Task details -
From the entries that follow, report every line in which "PopDebugGroup" occurs.

Collected data entries:

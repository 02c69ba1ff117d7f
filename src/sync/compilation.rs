use std::ffi::c_void;

use super::{AsyncError, Completion, PollBudget};
use crate::context::NativeContext;
use crate::ffi::*;
use crate::gate::Feature;
use crate::registry::last::{self, AsyncOp, AsyncRecord};

/// One diagnostic produced by shader compilation, copied out of native memory.
#[derive(Clone, Debug, PartialEq, Eq)]
#[cfg_attr(feature = "mbt-serde", derive(serde::Serialize))]
pub struct CompilationMessage {
    /// `compilation_message_type` value.
    pub kind: u32,
    pub text: String,
    pub line: u64,
    pub column: u64,
    pub offset: u64,
    pub length: u64,
}

impl CompilationMessage {
    pub fn is_error(&self) -> bool {
        self.kind == compilation_message_type::Error
    }
}

#[derive(Clone, Debug, Default, PartialEq, Eq)]
#[cfg_attr(feature = "mbt-serde", derive(serde::Serialize))]
pub struct CompilationReport {
    pub status: u32,
    pub messages: Vec<CompilationMessage>,
}

impl CompilationReport {
    pub fn error_count(&self) -> usize {
        self.messages.iter().filter(|m| m.is_error()).count()
    }
}

unsafe fn copy_messages(info: *const WGPUCompilationInfo) -> Vec<CompilationMessage> {
    let Some(info) = info.as_ref() else {
        return Vec::new();
    };
    if info.messages.is_null() || info.messageCount == 0 {
        return Vec::new();
    }
    std::slice::from_raw_parts(info.messages, info.messageCount)
        .iter()
        .map(|m| CompilationMessage {
            kind: m.messageType,
            text: String::from_utf8_lossy(m.message.as_bytes()).into_owned(),
            line: m.lineNum,
            column: m.linePos,
            offset: m.offset,
            length: m.length,
        })
        .collect()
}

unsafe extern "C" fn on_compilation_info(
    status: u32,
    info: *const WGPUCompilationInfo,
    userdata1: *mut c_void,
    _userdata2: *mut c_void,
) {
    // The info pointer is only valid for the duration of the callback.
    let messages = copy_messages(info);
    Completion::complete(userdata1, CompilationReport { status, messages });
}

impl NativeContext {
    /// Fetches shader compilation diagnostics, giving up after the bounded
    /// budget. Gated by [`Feature::CompilationInfo`]; the outcome is recorded
    /// in the per-thread compilation slot.
    pub fn compilation_info(
        &self,
        instance: WGPUInstance,
        module: WGPUShaderModule,
    ) -> Result<CompilationReport, AsyncError> {
        last::reset_async(AsyncOp::CompilationInfo);
        let result = self.compilation_info_inner(instance, module);
        let record = match &result {
            Ok(report) => AsyncRecord {
                status: report.status,
                error_kind: super::error_kind::NONE,
            },
            Err(err) => AsyncRecord {
                status: err.status(),
                error_kind: err.code(),
            },
        };
        last::set_async(AsyncOp::CompilationInfo, record);
        result
    }

    fn compilation_info_inner(
        &self,
        instance: WGPUInstance,
        module: WGPUShaderModule,
    ) -> Result<CompilationReport, AsyncError> {
        if instance.is_null() || module.is_null() {
            return Err(AsyncError::InvalidInput);
        }
        if !self.gate().is_enabled(Feature::CompilationInfo) {
            return Err(AsyncError::Disabled);
        }
        let entry = &self.procs().shader_module_get_compilation_info;
        let Some(get_info) = entry.optional(self.resolver()) else {
            return Err(AsyncError::MissingSymbol);
        };
        let done = Completion::<CompilationReport>::new();
        let info = WGPUCompilationInfoCallbackInfo::process_events(on_compilation_info, done.userdata());
        unsafe { get_info(module, info) };
        let report = self
            .pump_events(instance, PollBudget::BOUNDED, || done.take())
            .map_err(|_| {
                log::warn!("{} did not complete in time", entry.name());
                AsyncError::Timeout
            })?;
        if report.status != compilation_info_request_status::Success {
            return Err(AsyncError::Failed(report.status));
        }
        Ok(report)
    }
}
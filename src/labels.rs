//! Best-effort debug labels and debug groups.
//!
//! Everything here is gated by [`Feature::DebugLabels`] and looks its entry
//! point up through the optional `wgpuGetProcAddress` on every call; a build
//! that does not export a setter simply drops the label.

use std::ffi::c_void;
use std::mem;

use crate::context::NativeContext;
use crate::ffi::*;
use crate::gate::Feature;

// Every `*SetLabel`, `*InsertDebugMarker`, and `*PushDebugGroup` takes the
// object handle plus one string view; every `*PopDebugGroup` takes the handle.
type StringCall = unsafe extern "C" fn(handle: *mut c_void, label: WGPUStringView);
type HandleCall = unsafe extern "C" fn(handle: *mut c_void);

macro_rules! label_targets {
    ($($variant:ident($handle:ty) => $object:literal),* $(,)?) => {
        /// A native object that can carry a debug label.
        #[derive(Clone, Copy, Debug)]
        pub enum LabelTarget {
            $($variant($handle),)*
        }

        impl LabelTarget {
            /// webgpu.h object name, e.g. `Buffer` for `wgpuBufferSetLabel`.
            pub fn object_name(self) -> &'static str {
                match self {
                    $(LabelTarget::$variant(_) => $object,)*
                }
            }

            fn handle(self) -> *mut c_void {
                match self {
                    $(LabelTarget::$variant(h) => h as *mut c_void,)*
                }
            }
        }
    };
}

label_targets! {
    BindGroup(WGPUBindGroup) => "BindGroup",
    BindGroupLayout(WGPUBindGroupLayout) => "BindGroupLayout",
    Buffer(WGPUBuffer) => "Buffer",
    CommandBuffer(WGPUCommandBuffer) => "CommandBuffer",
    CommandEncoder(WGPUCommandEncoder) => "CommandEncoder",
    ComputePass(WGPUComputePassEncoder) => "ComputePassEncoder",
    ComputePipeline(WGPUComputePipeline) => "ComputePipeline",
    Device(WGPUDevice) => "Device",
    PipelineLayout(WGPUPipelineLayout) => "PipelineLayout",
    QuerySet(WGPUQuerySet) => "QuerySet",
    Queue(WGPUQueue) => "Queue",
    RenderBundle(WGPURenderBundle) => "RenderBundle",
    RenderBundleEncoder(WGPURenderBundleEncoder) => "RenderBundleEncoder",
    RenderPass(WGPURenderPassEncoder) => "RenderPassEncoder",
    RenderPipeline(WGPURenderPipeline) => "RenderPipeline",
    Sampler(WGPUSampler) => "Sampler",
    ShaderModule(WGPUShaderModule) => "ShaderModule",
    Surface(WGPUSurface) => "Surface",
    Texture(WGPUTexture) => "Texture",
    TextureView(WGPUTextureView) => "TextureView",
}

/// An encoder that records debug markers and groups.
#[derive(Clone, Copy, Debug)]
pub enum DebugScope {
    CommandEncoder(WGPUCommandEncoder),
    ComputePass(WGPUComputePassEncoder),
    RenderPass(WGPURenderPassEncoder),
}

impl DebugScope {
    fn target(self) -> LabelTarget {
        match self {
            DebugScope::CommandEncoder(h) => LabelTarget::CommandEncoder(h),
            DebugScope::ComputePass(h) => LabelTarget::ComputePass(h),
            DebugScope::RenderPass(h) => LabelTarget::RenderPass(h),
        }
    }
}

impl NativeContext {
    /// Resolves `wgpu{object}{op}` for a non-null handle with labels enabled.
    fn debug_proc(&self, target: LabelTarget, op: &str) -> Option<unsafe extern "C" fn()> {
        if target.handle().is_null() || !self.gate().is_enabled(Feature::DebugLabels) {
            return None;
        }
        let get_proc = self.procs().get_proc_address.optional(self.resolver())?;
        let name = format!("wgpu{}{op}", target.object_name());
        let found = unsafe { get_proc(WGPUStringView::from_bytes(name.as_bytes())) };
        if found.is_none() {
            log::debug!("{name} not exported; dropped");
        }
        found
    }

    fn call_with_string(&self, target: LabelTarget, op: &str, text: &[u8]) -> bool {
        let Some(proc) = self.debug_proc(target, op) else {
            return false;
        };
        // The name looked up implies this signature.
        unsafe {
            let f: StringCall = mem::transmute(proc);
            f(target.handle(), WGPUStringView::from_bytes(text));
        }
        true
    }

    /// Best-effort label propagation. Returns true only if a setter was
    /// actually called.
    pub fn set_label(&self, target: LabelTarget, label: &[u8]) -> bool {
        self.call_with_string(target, "SetLabel", label)
    }

    pub fn insert_debug_marker(&self, scope: DebugScope, marker: &[u8]) -> bool {
        self.call_with_string(scope.target(), "InsertDebugMarker", marker)
    }

    pub fn push_debug_group(&self, scope: DebugScope, group: &[u8]) -> bool {
        self.call_with_string(scope.target(), "PushDebugGroup", group)
    }

    pub fn pop_debug_group(&self, scope: DebugScope) -> bool {
        let target = scope.target();
        let Some(proc) = self.debug_proc(target, "PopDebugGroup") else {
            return false;
        };
        unsafe {
            let f: HandleCall = mem::transmute(proc);
            f(target.handle());
        }
        true
    }
}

Task result -
// object handle plus one string view; every `*PopDebugGroup` takes the handle.
        let Some(proc) = self.debug_proc(target, "PopDebugGroup") else {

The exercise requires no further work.